16. Amazon Relational Database Service
Amazon RDS handles routine database tasks
such as provisioning, patching, backup,
recovery, failure detection, and repair.
Amazon RDS makes it easy to use replication
to enhance availability and reliability for
production workloads.
17. Amazon Relational Database Service
Using the Multi-AZ deployment option, you
can run mission-critical workloads with high
availability and built-in automated fail-over
from your primary database to a
synchronously replicated secondary database.
18. Amazon Relational Database Service
Using Read Replicas, you can scale out
beyond the capacity of a single database
deployment for read-heavy database
workloads. As with all Amazon Web Services,
there are no up-front investments required,
and you pay only for the resources you use.
20. Amazon Virtual Private Cloud
Amazon Virtual Private Cloud (Amazon VPC)

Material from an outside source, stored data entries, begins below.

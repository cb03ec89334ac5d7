//! Snapshot loading and validation.

use pkgstub_symbols::{
    ArgInfo, ClassId, FieldFlags, FileData, Loc, PackageInfo, PackageRegistry, Snapshot,
    SnapshotError, SymbolTable, TableError, Type,
};
use std::io::Write;

fn sample_snapshot() -> Snapshot {
    let mut table = SymbolTable::new();
    let file = table.enter_file(FileData::new("foo/lib.rb", "class Widget; end"));
    let project = table.enter_module(ClassId::ROOT, "Project");
    let foo = table.enter_module(project, "Foo");
    let widget = table.enter_class(foo, "Widget");
    table.class_mut(widget).loc = Some(Loc::new(file, 0, 17));

    let string = table.enter_class(ClassId::ROOT, "String");
    let method = table.enter_method(widget, "label");
    table.add_argument(method, ArgInfo::keyword("prefix", Type::class(string)));
    table.method_mut(method).result_type = Some(Type::nilable(Type::class(string)));
    let limit = table.enter_field(widget, "LIMIT", FieldFlags::STATIC_FIELD);
    table.field_mut(limit).result_type = Some(Type::Untyped);

    let mut packages = PackageRegistry::new();
    packages.add(PackageInfo::new(&["Project", "Foo"]).with_export(&["Project", "Foo", "Widget"]));
    Snapshot::new(table, packages)
}

#[test]
fn test_snapshot_json_reload_preserves_symbols() {
    let snapshot = sample_snapshot();
    let json = snapshot.to_json().expect("serialize");
    let reloaded = Snapshot::parse(&json).expect("reload");

    let widget = reloaded
        .table
        .lookup_class_path(&["Project", "Foo", "Widget"])
        .expect("widget survives reload");
    assert_eq!(reloaded.table.show(widget.into()), "Project::Foo::Widget");
    assert_eq!(reloaded.table.method_count(), snapshot.table.method_count());
    assert_eq!(reloaded.packages, snapshot.packages);

    let loc = reloaded.table.class(widget).loc.expect("loc");
    assert_eq!(reloaded.table.source(loc), Some("class Widget; end"));
}

#[test]
fn test_snapshot_load_from_file() {
    let snapshot = sample_snapshot();
    let mut file = tempfile::NamedTempFile::new().expect("temp file");
    file.write_all(snapshot.to_json().expect("serialize").as_bytes())
        .expect("write snapshot");

    let loaded = Snapshot::load(file.path()).expect("load");
    assert_eq!(loaded.packages.len(), 1);
    assert!(loaded.packages.find_by_name("Project::Foo").is_some());
}

#[test]
fn test_snapshot_load_missing_file() {
    let dir = tempfile::tempdir().expect("temp dir");
    let err = Snapshot::load(&dir.path().join("missing.json")).unwrap_err();
    assert!(matches!(err, SnapshotError::Io { .. }));
}

#[test]
fn test_snapshot_rejects_malformed_json() {
    let err = Snapshot::parse("{\"table\": ").unwrap_err();
    assert!(matches!(err, SnapshotError::Parse(_)));
}

#[test]
fn test_snapshot_rejects_dangling_owner() {
    let snapshot = sample_snapshot();
    let mut value: serde_json::Value =
        serde_json::from_str(&snapshot.to_json().expect("serialize")).expect("json");
    value["table"]["classes"][11]["owner"] = serde_json::json!(9999);

    let err = Snapshot::parse(&value.to_string()).unwrap_err();
    match err {
        SnapshotError::Table(TableError::DanglingHandle { context, .. }) => {
            assert_eq!(context, "class `Project`");
        }
        other => panic!("unexpected error: {other:?}"),
    }
}

#[test]
fn test_snapshot_rejects_owner_cycle() {
    let mut table = SymbolTable::new();
    let a = table.enter_module(ClassId::ROOT, "A");
    let b = table.enter_module(a, "B");
    table.class_mut(a).owner = b;

    let err = Snapshot::new(table, PackageRegistry::new())
        .validate()
        .unwrap_err();
    assert!(matches!(
        err,
        SnapshotError::Table(TableError::OwnerCycle { .. })
    ));
}

#[test]
fn test_snapshot_rejects_reordered_well_known_classes() {
    let snapshot = sample_snapshot();
    let mut value: serde_json::Value =
        serde_json::from_str(&snapshot.to_json().expect("serialize")).expect("json");
    value["table"]["classes"][3]["name"] = serde_json::json!("Struct");

    let err = Snapshot::parse(&value.to_string()).unwrap_err();
    assert!(matches!(
        err,
        SnapshotError::Table(TableError::WellKnownMismatch { index: 3, .. })
    ));
}

#[test]
fn test_snapshot_rejects_duplicate_output_names() {
    let mut packages = PackageRegistry::new();
    packages.add(PackageInfo::new(&["A", "B"]));
    let mut clash = PackageInfo::new(&["A_B"]);
    clash.mangled_name = "A_B_Package".to_string();
    packages.add(clash);

    let err = Snapshot::new(SymbolTable::new(), packages)
        .validate()
        .unwrap_err();
    match err {
        SnapshotError::DuplicateOutputName {
            mangled_name,
            first,
            second,
        } => {
            assert_eq!(mangled_name, "A_B_Package");
            assert_eq!(first, "A::B");
            assert_eq!(second, "A_B");
        }
        other => panic!("unexpected error: {other:?}"),
    }
}

#[test]
fn test_snapshot_rejects_attached_class_cycle() {
    let mut table = SymbolTable::new();
    let project = table.enter_module(ClassId::ROOT, "Project");
    let foo = table.enter_module(project, "Foo");
    let a = table.enter_class(foo, "A");
    let b = table.enter_class(foo, "B");
    table.class_mut(a).attached_class = Some(b);
    table.class_mut(b).attached_class = Some(a);

    let json = Snapshot::new(table, PackageRegistry::new())
        .to_json()
        .expect("serialize");
    let err = Snapshot::parse(&json).unwrap_err();
    match err {
        SnapshotError::Table(TableError::SingletonMismatch { name }) => assert_eq!(name, "A"),
        other => panic!("unexpected error: {other:?}"),
    }
}

#[test]
fn test_snapshot_rejects_one_sided_singleton_link() {
    let mut table = SymbolTable::new();
    let widget = table.enter_class(ClassId::ROOT, "Widget");
    let other = table.enter_class(ClassId::ROOT, "Other");
    let singleton = table.singleton_class(widget);
    table.class_mut(other).singleton_class = Some(singleton);

    let err = Snapshot::new(table, PackageRegistry::new())
        .validate()
        .unwrap_err();
    assert!(matches!(
        err,
        SnapshotError::Table(TableError::SingletonMismatch { ref name }) if name == "Other"
    ));
}

#[test]
fn test_snapshot_accepts_singleton_classes() {
    let mut snapshot = sample_snapshot();
    let widget = snapshot
        .table
        .lookup_class_path(&["Project", "Foo", "Widget"])
        .expect("widget");
    let singleton = snapshot.table.singleton_class(widget);

    let reloaded = Snapshot::parse(&snapshot.to_json().expect("serialize")).expect("reload");
    assert_eq!(reloaded.table.attached_class(singleton), Some(widget));
}

#[test]
fn test_snapshot_rejects_output_names_escaping_the_output_directory() {
    for bad in ["../escape", "/abs/path", "nested/name", "back\\slash", ".."] {
        let mut package = PackageInfo::new(&["Project", "Foo"]);
        package.mangled_name = bad.to_string();
        let mut packages = PackageRegistry::new();
        packages.add(package);

        let err = Snapshot::new(SymbolTable::new(), packages)
            .validate()
            .unwrap_err();
        match err {
            SnapshotError::InvalidOutputName {
                package,
                mangled_name,
            } => {
                assert_eq!(package, "Project::Foo");
                assert_eq!(mangled_name, bad);
            }
            other => panic!("{bad:?}: unexpected error: {other:?}"),
        }
    }
}
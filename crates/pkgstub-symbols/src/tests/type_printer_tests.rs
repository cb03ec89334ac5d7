use super::*;
use crate::flags::Variance;

fn printed(table: &SymbolTable, ty: &Type) -> String {
    TypePrinter::new(table).print_type(ty)
}

#[test]
fn test_print_nilable_and_unions() {
    let mut table = SymbolTable::new();
    let string = table.enter_class(ClassId::ROOT, "String");
    let integer = table.enter_class(ClassId::ROOT, "Integer");

    assert_eq!(
        printed(&table, &Type::nilable(Type::class(string))),
        "T.nilable(String)"
    );
    assert_eq!(
        printed(&table, &Type::any(Type::class(string), Type::class(integer))),
        "T.any(String, Integer)"
    );
    let three = Type::any(
        Type::class(string),
        Type::any(Type::nil(), Type::class(integer)),
    );
    assert_eq!(printed(&table, &three), "T.nilable(T.any(String, Integer))");
}

#[test]
fn test_print_intersection_flattens() {
    let mut table = SymbolTable::new();
    let a = table.enter_module(ClassId::ROOT, "A");
    let b = table.enter_module(ClassId::ROOT, "B");
    let c = table.enter_module(ClassId::ROOT, "C");
    let ty = Type::all(Type::class(a), Type::all(Type::class(b), Type::class(c)));
    assert_eq!(printed(&table, &ty), "T.all(A, B, C)");
}

#[test]
fn test_print_core_generics_use_t_prefix() {
    let mut table = SymbolTable::new();
    let array = table.enter_class(ClassId::ROOT, "Array");
    let hash = table.enter_class(ClassId::ROOT, "Hash");
    let string = table.enter_class(ClassId::ROOT, "String");
    let ns = table.enter_module(ClassId::ROOT, "Lib");
    let boxed = table.enter_class(ns, "Box");

    assert_eq!(
        printed(&table, &Type::applied(array, vec![Type::class(string)])),
        "T::Array[String]"
    );
    assert_eq!(
        printed(
            &table,
            &Type::applied(hash, vec![Type::symbol_literal("k"), Type::Untyped])
        ),
        "T::Hash[Symbol(:k), T.untyped]"
    );
    assert_eq!(
        printed(&table, &Type::applied(boxed, vec![Type::class(string)])),
        "Lib::Box[String]"
    );
}

#[test]
fn test_print_shape_and_tuple() {
    let mut table = SymbolTable::new();
    let string = table.enter_class(ClassId::ROOT, "String");
    let shape = Type::shape([
        (Type::symbol_literal("name"), Type::class(string)),
        (
            Type::Literal(LiteralValue::String("raw key".to_string())),
            Type::Untyped,
        ),
    ]);
    assert_eq!(
        printed(&table, &shape),
        "{name: String, \"raw key\" => T.untyped}"
    );
    assert_eq!(
        printed(&table, &Type::Tuple(vec![Type::class(string), Type::nil()])),
        "[String, NilClass]"
    );
}

#[test]
fn test_print_class_of_singleton() {
    let mut table = SymbolTable::new();
    let foo = table.enter_class(ClassId::ROOT, "Foo");
    let singleton = table.singleton_class(foo);
    assert_eq!(printed(&table, &Type::class(singleton)), "T.class_of(Foo)");
}

#[test]
fn test_print_misc_variants() {
    let mut table = SymbolTable::new();
    let foo = table.enter_class(ClassId::ROOT, "Foo");
    let elem = table.enter_type_member(foo, "Elem", Variance::Invariant);

    assert_eq!(printed(&table, &Type::SelfType), "T.self_type");
    assert_eq!(
        printed(&table, &Type::TypeVar("U".to_string())),
        "T.type_parameter(:U)"
    );
    assert_eq!(printed(&table, &Type::SelfTypeParam(elem.into())), "Elem");
    assert_eq!(printed(&table, &Type::alias(elem)), "Foo::Elem");
    assert_eq!(
        printed(&table, &Type::meta(Type::class(foo))),
        "<Type: Foo>"
    );
    assert_eq!(
        printed(&table, &Type::Literal(LiteralValue::Integer(3))),
        "Integer(3)"
    );
    assert_eq!(
        printed(&table, &Type::Literal(LiteralValue::String("a\"b".to_string()))),
        "String(\"a\\\"b\")"
    );
    assert_eq!(
        printed(
            &table,
            &Type::UnresolvedClass {
                scope: foo,
                names: vec!["Missing".to_string()],
            }
        ),
        "Foo::Missing"
    );
}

lets you provision a logically isolated section
of the Amazon Web Services (AWS) cloud
where you can launch AWS resources in a
virtual network that you define.
21. Amazon Virtual Private Cloud
You have complete control over your virtual
networking environment, including selection of
your own IP address range, creation of
subnets, and configuration of route tables and
network gateways. You can use both IPv4 and
IPv6 in your VPC for secure and easy access
to resources and applications.
22. Amazon Virtual Private Cloud
You can easily customize the network
configuration for your Amazon Virtual Private
Cloud. For example, you can create a public-
facing subnet for your webservers that has
access to the Internet, and place your
backend systems such as databases or
application servers in a private-facing subnet
with no Internet access.
23. Amazon Virtual Private Cloud
You can leverage multiple layers of security,
including security groups and network access
control lists, to help control access to Amazon
EC2 instances in each subnet. Additionally, you
can create a Hardware Virtual Private Network
(VPN) connection between your corporate
datacenter and your VPC and leverage the AWS
cloud as an extension of your corporate
datacenter.
25. Amazon DynamoDB
DynamoDB supports storing, querying, and
updating documents. Using the AWS SDK you
can write applications that store JSON
documents directly into Amazon DynamoDB
tables.
26. Amazon DynamoDB
This capability reduces the amount of new
code to be written to insert, update, and
retrieve JSON documents and perform
powerful database operations like nested
JSON queries using just a few lines of code.